#### [What needs to be done]
Below are the records; print them all without any alteration.

Collected data entries:
::::::::::

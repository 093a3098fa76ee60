//! Scripted generator backend shared by the integration tests.

// Each test binary uses a different subset of these helpers.
#![allow(dead_code, clippy::unwrap_used)]

use async_trait::async_trait;
use std::sync::{Arc, Mutex};
use storyflow::generation::{ConnectionCheck, Generator, GeneratorFactory, TokenStream};
use storyflow_core::{AiSettings, GenerationParams, SecretBox, StoryflowError};

/// One recorded generator call.
#[derive(Debug, Clone)]
pub struct Call {
    pub prompt: String,
    pub params: GenerationParams,
    pub api_key: String,
}

/// What the scripted backend answers with.
#[derive(Debug, Clone, Default)]
pub struct Script {
    pub tokens: Vec<&'static str>,
    /// Fail the stream after this many tokens.
    pub fail_after: Option<usize>,
    /// Fail the request before any token.
    pub refuse: bool,
    calls: Arc<Mutex<Vec<Call>>>,
}

impl Script {
    pub fn tokens(tokens: &[&'static str]) -> Self {
        Self {
            tokens: tokens.to_vec(),
            ..Self::default()
        }
    }

    pub fn failing_after(tokens: &[&'static str], n: usize) -> Self {
        Self {
            fail_after: Some(n),
            ..Self::tokens(tokens)
        }
    }

    pub fn refusing() -> Self {
        Self {
            refuse: true,
            ..Self::default()
        }
    }

    pub fn calls(&self) -> Vec<Call> {
        self.calls.lock().unwrap().clone()
    }

    fn record(&self, prompt: &str, params: &GenerationParams, api_key: &str) {
        self.calls.lock().unwrap().push(Call {
            prompt: prompt.to_string(),
            params: params.clone(),
            api_key: api_key.to_string(),
        });
    }
}

/// Factory handing out generators that play back a [`Script`].
pub struct ScriptedFactory {
    pub script: Script,
}

impl ScriptedFactory {
    pub fn new(script: Script) -> Arc<Self> {
        Arc::new(Self { script })
    }
}

impl GeneratorFactory for ScriptedFactory {
    fn create(
        &self,
        settings: &AiSettings,
        secrets: &SecretBox,
    ) -> Result<Box<dyn Generator>, StoryflowError> {
        Ok(Box::new(ScriptedGenerator {
            script: self.script.clone(),
            api_key: settings.decrypt_api_key(secrets)?,
        }))
    }
}

struct ScriptedGenerator {
    script: Script,
    api_key: String,
}

#[async_trait]
impl Generator for ScriptedGenerator {
    async fn generate(
        &self,
        prompt: &str,
        params: &GenerationParams,
    ) -> Result<String, StoryflowError> {
        self.script.record(prompt, params, &self.api_key);
        if self.script.refuse {
            return Err(StoryflowError::upstream(Some(503), "overloaded"));
        }
        Ok(self.script.tokens.concat())
    }

    async fn stream_generate(
        &self,
        prompt: &str,
        params: &GenerationParams,
    ) -> Result<TokenStream, StoryflowError> {
        self.script.record(prompt, params, &self.api_key);
        if self.script.refuse {
            return Err(StoryflowError::upstream(Some(503), "overloaded"));
        }
        let mut items: Vec<Result<String, StoryflowError>> = self
            .script
            .tokens
            .iter()
            .map(|t| Ok((*t).to_string()))
            .collect();
        if let Some(n) = self.script.fail_after {
            items.truncate(n);
            items.push(Err(StoryflowError::upstream(None, "connection reset")));
        }
        Ok(Box::pin(futures::stream::iter(items)))
    }

    async fn test_connection(&self) -> ConnectionCheck {
        if self.script.refuse {
            ConnectionCheck::failed("endpoint refused")
        } else {
            ConnectionCheck::ok("scripted-model")
        }
    }
}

::::::::::

#### [Task result]
repository 093a3098fa76ee60
//! Scripted generator backend shared by the integration tests.

// Each test binary uses a different subset of these helpers.
#![allow(dead_code, clippy::unwrap_used)]

use async_trait::async_trait;
use std::sync::{Arc, Mutex};
use storyflow::generation::{ConnectionCheck, Generator, GeneratorFactory, TokenStream};
use storyflow_core::{AiSettings, GenerationParams, SecretBox, StoryflowError};

/// One recorded generator call.
#[derive(Debug, Clone)]
pub struct Call {
    pub prompt: String,
    pub params: GenerationParams,
    pub api_key: String,
}

/// What the scripted backend answers with.
#[derive(Debug, Clone, Default)]
pub struct Script {
    pub tokens: Vec<&'static str>,
    /// Fail the stream after this many tokens.
    pub fail_after: Option<usize>,
    /// Fail the request before any token.
    pub refuse: bool,
    calls: Arc<Mutex<Vec<Call>>>,
}

impl Script {
    pub fn tokens(tokens: &[&'static str]) -> Self {
        Self {
            tokens: tokens.to_vec(),
            ..Self::default()
        }
    }

    pub fn failing_after(tokens: &[&'static str], n: usize) -> Self {
        Self {
            fail_after: Some(n),
            ..Self::tokens(tokens)
        }
    }

    pub fn refusing() -> Self {
        Self {
            refuse: true,
            ..Self::default()
        }
    }

    pub fn calls(&self) -> Vec<Call> {
        self.calls.lock().unwrap().clone()
    }

    fn record(&self, prompt: &str, params: &GenerationParams, api_key: &str) {
        self.calls.lock().unwrap().push(Call {
            prompt: prompt.to_string(),
            params: params.clone(),
            api_key: api_key.to_string(),
        });
    }
}

/// Factory handing out generators that play back a [`Script`].
pub struct ScriptedFactory {
    pub script: Script,
}

impl ScriptedFactory {
    pub fn new(script: Script) -> Arc<Self> {
        Arc::new(Self { script })
    }
}

impl GeneratorFactory for ScriptedFactory {
    fn create(
        &self,
        settings: &AiSettings,
        secrets: &SecretBox,
    ) -> Result<Box<dyn Generator>, StoryflowError> {
        Ok(Box::new(ScriptedGenerator {
            script: self.script.clone(),
            api_key: settings.decrypt_api_key(secrets)?,
        }))
    }
}

struct ScriptedGenerator {
    script: Script,
    api_key: String,
}

#[async_trait]
impl Generator for ScriptedGenerator {
    async fn generate(
        &self,
        prompt: &str,
        params: &GenerationParams,
    ) -> Result<String, StoryflowError> {
        self.script.record(prompt, params, &self.api_key);
        if self.script.refuse {
            return Err(StoryflowError::upstream(Some(503), "overloaded"));
        }
        Ok(self.script.tokens.concat())
    }

    async fn stream_generate(
        &self,
        prompt: &str,
        params: &GenerationParams,
    ) -> Result<TokenStream, StoryflowError> {
        self.script.record(prompt, params, &self.api_key);
        if self.script.refuse {
            return Err(StoryflowError::upstream(Some(503), "overloaded"));
        }
        let mut items: Vec<Result<String, StoryflowError>> = self
            .script
            .tokens
            .iter()
            .map(|t| Ok((*t).to_string()))
            .collect();
        if let Some(n) = self.script.fail_after {
            items.truncate(n);
            items.push(Err(StoryflowError::upstream(None, "connection reset")));
        }
        Ok(Box::pin(futures::stream::iter(items)))
    }

    async fn test_connection(&self) -> ConnectionCheck {
        if self.script.refuse {
            ConnectionCheck::failed("endpoint refused")
        } else {
            ConnectionCheck::ok("scripted-model")
        }
    }
}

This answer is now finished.